SUPPLIED MATERIAL:

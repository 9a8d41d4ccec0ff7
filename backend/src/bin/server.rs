//! Exoplanet Explorer HTTP Server Binary
//!
//! Main entry point for the explorer REST API. It loads the configuration,
//! builds the catalog and the ML backend client, and starts serving requests.
//!
//! # Usage
//!
//! ```bash
//! cargo run --bin explorer-server
//!
//! # Point the proxy endpoints at another ML backend
//! BACKEND_URL=http://ml-host:8000 cargo run --bin explorer-server
//! ```
//!
//! # Environment Variables
//!
//! - `EXPLORER_CONFIG`: Path to an `explorer.toml` (default: searched)
//! - `HOST`: Server host (default: 0.0.0.0)
//! - `PORT`: Server port (default: 8080)
//! - `BACKEND_URL` / `NEXT_PUBLIC_BACKEND_URL`: ML backend base URL
//! - `BACKEND_TIMEOUT_SECS`: ML backend request timeout
//! - `MOCK_ANALYSIS_DELAY_MS`: Simulated delay of `/api/analyze`
//! - `RUST_LOG`: Log level (default: info)

use std::env;
use std::sync::Arc;

use tracing::{info, Level};
use tracing_subscriber::FmtSubscriber;

use exoplanet_explorer::config::ExplorerConfig;
use exoplanet_explorer::http::{create_router, AppState};
use exoplanet_explorer::models::Catalog;
use exoplanet_explorer::services::proxy::HttpBackend;

#[tokio::main]
async fn main() -> anyhow::Result<()> {
    // Initialize logging
    FmtSubscriber::builder()
        .with_max_level(
            env::var("RUST_LOG")
                .ok()
                .and_then(|s| s.parse().ok())
                .unwrap_or(Level::INFO),
        )
        .with_target(true)
        .with_thread_ids(true)
        .init();

    info!("Starting Exoplanet Explorer HTTP Server");

    let config = ExplorerConfig::load()?;

    let catalog = Catalog::seed();
    info!("Catalog loaded with {} exoplanets", catalog.len());

    let backend = HttpBackend::new(&config.backend.base_url, config.backend_timeout())?;
    info!("Proxying ML requests to {}", backend.base_url());

    let state = AppState::from_config(&config, catalog, Arc::new(backend));
    let app = create_router(state);

    // Host names such as `localhost` are resolved by the bind itself.
    let listener = tokio::net::TcpListener::bind(config.bind_address()).await?;
    let addr = listener.local_addr()?;

    info!("Server listening on http://{}", addr);
    info!("Health check: http://{}/health", addr);

    axum::serve(listener, app).await?;

    Ok(())
}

WHAT THIS TASK INVOLVES: Copy each line of the material where "cargo" is found.

YOUR RESPONSE:
//! cargo run --bin explorer-server
//! BACKEND_URL=http://ml-host:8000 cargo run --bin explorer-server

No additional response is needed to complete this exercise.